If you are starving your good bacteria of the food they love and feeding your bad bacteria, you will inevitably create an imbalance of good and bad bacteria in your gut. This is called dysbiosis. This imbalance can cause all sorts of health problems.

An overgrowth of bad bacteria, we often end up feeling bloated, with poor digestion, poor wound healing, poor skin, mood disorders, sugar cravings, bad breathe, hair thinning and many more associated symptoms.


Different bacteria have different jobs. If your friendly bacteria responsible for producing biotin, one of the B-vitamins which helps keep your hair thick and lustrous and nails strong, has been replaced by an overgrowth of bad bacteria, your hair can begin to thin and nails become brittle and weak.


Supplementing biotin is rarely a good idea. Generally ALL of the biotin supplements are synthetic as food sourced biotin is very expensive to make. Synthetic is very cheap to make! The good news is, you don’t need to supplement it, you can welcome back biotin-making buddies with open armfuls of the foods they love and re-establish a balanced gut.


Our friendly gut bacteria are like a vitamin-producing factory. They make another important vitamin called vitamin K. This is very important for ensuring the calcium you are consuming is going where you need it to go. Without vitamin K orchestrating the show, you are likely to get calcium deposits in the arteries (making them hard and inflexible…no thanks!) the breast tissue and any other place your well intentioned body decides it should go, when not under the guidance of vitamin K.


The good gut bacteria also aid in digestion and are hugely influential in the strength of your immune system, with most of the immune system being housed in the gastro-intestinal tract.

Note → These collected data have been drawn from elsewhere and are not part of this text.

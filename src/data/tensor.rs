//! Small-tensor algebra on `D`-dimensional vectors and second-order tensors.

use nalgebra::{SMatrix, SVector};

/// Point or displacement in `D` dimensions.
pub type Vector<const D: usize> = SVector<f64, D>;
/// Second-order tensor in `D` dimensions.
pub type Tensor<const D: usize> = SMatrix<f64, D, D>;

/// Condition number above which a shape tensor is treated as singular.
pub const MAX_CONDITION: f64 = 1.0e12;

/// `a ⊗ b`.
#[inline]
pub fn outer<const D: usize>(a: &Vector<D>, b: &Vector<D>) -> Tensor<D> {
    a * b.transpose()
}

/// Inverse of `t`, or `None` when `t` is singular or numerically so.
///
/// Uses the Frobenius condition estimate `‖T‖ ‖T⁻¹‖`; an exactly rank-deficient
/// neighborhood (colinear bonds in 2-D, say) rarely produces an exact zero pivot in
/// floating point.
pub fn checked_inverse<const D: usize>(t: &Tensor<D>) -> Option<Tensor<D>> {
    let norm = t.norm();
    if !norm.is_finite() || norm == 0.0 {
        return None;
    }
    let inv = t.try_inverse()?;
    let cond = norm * inv.norm();
    (cond.is_finite() && cond <= MAX_CONDITION).then_some(inv)
}

/// Green–Lagrange strain `½(FᵀF − I)`.
pub fn green_lagrange<const D: usize>(f: &Tensor<D>) -> Tensor<D> {
    (f.transpose() * f - Tensor::<D>::identity()) * 0.5
}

So, what can we do to encourage the good bacteria to stay put and not get evicted by the bad bacteria?



Eat more fermented foods.


Our good microbes love fermented foods. They have the ability to digest the plant-based fibre that we cannot. This is the food that will help them to thrive. The fermented foods also contain lactic acid, which helps ward of bad bacteria. The low pH also aids in the absorption of minerals in the digestive tract.

Fermented foods include sauerkraut, kimchi, kefir, yoghurt and kombutcha.


Keep your stomach acidity low.


Our stomach acidity naturally declines with age and with long-term stress. By the time we reach 60 years of age, research suggests our stomach acidity is 75% less than it was when we were 20 years of age. This large drop in acidity renders us vulnerable to bad bacterial overgrowth and malnutrition.


Apple cider vinegar is a simple daily addition to increasing stomach acidity and prevent bacterial overgrowth. A cap of apple cider vinegar in a pint of water (with a squeeze of lemon juice) can help re-establish better stomach acidity.


If you have been on acid suppressants, acid neutralisers or antibiotics, your stomach acidity would benefit from additional support, adding betaine HCL into your daily routine, an hour before eating can assist with re-acidification of the stomach.


Eat more Party Food.


Ok, not party rings and jammy dodgers, but more food that will keep the good guys at the party. The food that our good gut bacteria thrive on is called prebiotics. These foods are relatively easy to get into your daily diet and include:


Onions, garlic, turmeric, cacao, artichoke, leeks, collagen, asparagus and chicory root.

Feed your friendly, hard-working gut bacteria well, look after them and they, my friend, will pay you back in dividends.